En vertu de ce régime proposé, les entreprises seraient confrontées à des pénalités financières pour l'emploi de ressortissants étrangers, créant ainsi une dissuasion pour l'embauche de travailleurs non britanniques. La taxe, appelée Migrant Worker Levy, serait prélevée en fonction du niveau de salaire de l'employé étranger, avec des frais plus élevés pour ceux qui gagnent moins. Par exemple, une entreprise employant un travailleur étranger au salaire minimum pourrait faire face à une taxe allant jusqu'à 3 750 £ par an. À mesure que les salaires augmentent, le montant de la taxe diminuerait, dans le but d'encourager le recrutement d'individus hautement qualifiés plutôt que de remplir des rôles moins bien rémunérés.
Le raisonnement derrière cette initiative est enraciné dans la conviction que l'afflux de main-d'œuvre migrante a sapé les perspectives d'emploi des citoyens britanniques, entraînant une augmentation du chômage parmi la main-d'œuvre domestique.
Le parti vise à inverser les récentes augmentations des cotisations d'assurance nationale (NIC) imposées par le gouvernement actuel, qui s'élèvent actuellement à 15%.S'il réussit, Reform propose de réduire ce taux à 13,8% pour les employés britanniques, réduisant ainsi potentiellement le fardeau global des employeurs qui embauchent des travailleurs locaux.

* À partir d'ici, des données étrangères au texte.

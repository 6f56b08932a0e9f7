//! Title text utilities.

/// Check if two titles are the same when normalized.
pub fn titles_equivalent(a: &str, b: &str) -> bool {
    normalize(a) == normalize(b)
}

/// Normalize a title for comparison: lowercase, no whitespace, no
/// punctuation (ASCII or full-width).
pub fn normalize(s: &str) -> String {
    s.trim()
        .to_lowercase()
        .chars()
        .filter(|c| !c.is_whitespace() && !is_punctuation(*c))
        .collect()
}

/// Check if a string contains Chinese characters.
pub fn contains_chinese(s: &str) -> bool {
    s.chars().any(is_chinese_char)
}

/// Check if a character is a Chinese character.
fn is_chinese_char(c: char) -> bool {
    matches!(c,
        '\u{4E00}'..='\u{9FFF}' |  // CJK Unified Ideographs
        '\u{3400}'..='\u{4DBF}' |  // CJK Unified Ideographs Extension A
        '\u{F900}'..='\u{FAFF}' |  // CJK Compatibility Ideographs
        '\u{20000}'..='\u{2A6DF}'  // CJK Unified Ideographs Extension B
    )
}

fn is_punctuation(c: char) -> bool {
    c.is_ascii_punctuation()
        || matches!(c, '：' | '，' | '。' | '！' | '？' | '・' | '·' | '「' | '」' | '《' | '》')
}

#[cfg(test)]
mod tests {
    use super::*;

    #[test]
    fn test_contains_chinese() {
        assert!(contains_chinese("駭客任務"));
        assert!(contains_chinese("Matrix 黑客帝国"));
        assert!(!contains_chinese("The Matrix"));
    }

    #[test]
    fn test_titles_equivalent() {
        assert!(titles_equivalent("The Matrix", "the matrix"));
        assert!(titles_equivalent("Spider-Man: No Way Home", "spiderman no way home"));
        assert!(titles_equivalent("鬼滅之刃：無限列車篇", "鬼滅之刃 無限列車篇"));
        assert!(!titles_equivalent("Avatar", "Titanic"));
    }
}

Les implications financières de ces changements sont considérables. Reform UK estime que le nouveau prélèvement pourrait générer environ 10 milliards de livres sterling uniquement auprès des migrants non-UE employés dans le cadre de contrats PAYE.
Les critiques de la politique soutiennent qu'elle pourrait exercer une pression excessive sur les entreprises, en particulier celles opérant dans des secteurs fortement dépendants de la main-d'œuvre étrangère tels que la vente au détail, l'hôtellerie et la fabrication.
À l'approche des prochaines élections partielles à Makerfield, Reform UK fait face à un examen minutieux de la faisabilité et de la faisabilité de ses politiques proposées. Le parti est en concurrence avec Restore Britain, une nouvelle entité politique fondée par l'ancien député réformiste Rupert Lowe. En réponse aux annonces de Reform, des personnalités conservatrices ont critiqué le parti pour avoir fait des déclarations grandioses sans fournir de preuves concrètes de la façon dont ces politiques fonctionneraient dans la pratique.
Le débat entourant les propositions de Reform UK met en évidence l'interaction complexe entre la politique d'immigration, l'économie du travail et l'identité nationale dans la politique britannique contemporaine.